NAPI-327: net-agent should not leak NICs

Details

Issue Type:Bug
Priority:3 - Elevated
Status:Open
Created at:2015-09-28T06:48:22.000Z
Updated at:2019-10-19T00:00:29.624Z

People

Created by:Former user
Reported by:Former user

Related Issues

Description

There have been incidents of duplicate IP address assignment associated with IP addresses that were once assigned to instances that failed provisioning.
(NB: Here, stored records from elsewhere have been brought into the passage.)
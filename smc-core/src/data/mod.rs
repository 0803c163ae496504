//! Helpers for ingestion collaborators: series cleanup and HTF alignment.

pub mod align;
pub mod canonicalize;

pub use align::{align_higher_timeframe, check_visible, close_time};
pub use canonicalize::canonicalize;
In examining the network and vm artifacts, it is clear that there are cases when the nics are left behind for such instances:
1) When the provisioning process has already created the nics but failed before the nic were written back to the vm record, subsequent delete instance request would not attempt to remove those nics.
2) When the provisioning process has already created the nics but failed to start up for various reasons, subsequent delete instance request would fail to remove the nics since the RemoveNic workflow requires a restart of the instance. In this situation, the container is stuck in "failed" status and cannot be deleted.

(Note: There is a 3rd situation which I've observed with `docker-compose rm` operation where the IP and nic records were not unset after the container has been "successfully" deleted. The bug is still being tracked down but will likely be a different one.)

The above situation got worse when the operator uses the NAPI update IP action to `free` or `unassign` the IP address (NAPI-326) in order to reuse the IP address. What they didn't notice is that the nic records might not have been cleaned up even after they have deleted the container. To ensure the delete workflow indeed takes care of nics, it should look up ip and nic records using the belong_to_uuid, rather than attempting to do the clean up based on the list of nics present in the vm record.

UPDATE:

Attached is a script that can reproduce the leaky IPs. It creates a VM using vmapi, deletes it using vmadm, and then uses Trent's sdc-wasted-ips script to detect the wasted ips (and the vm with which they are associated).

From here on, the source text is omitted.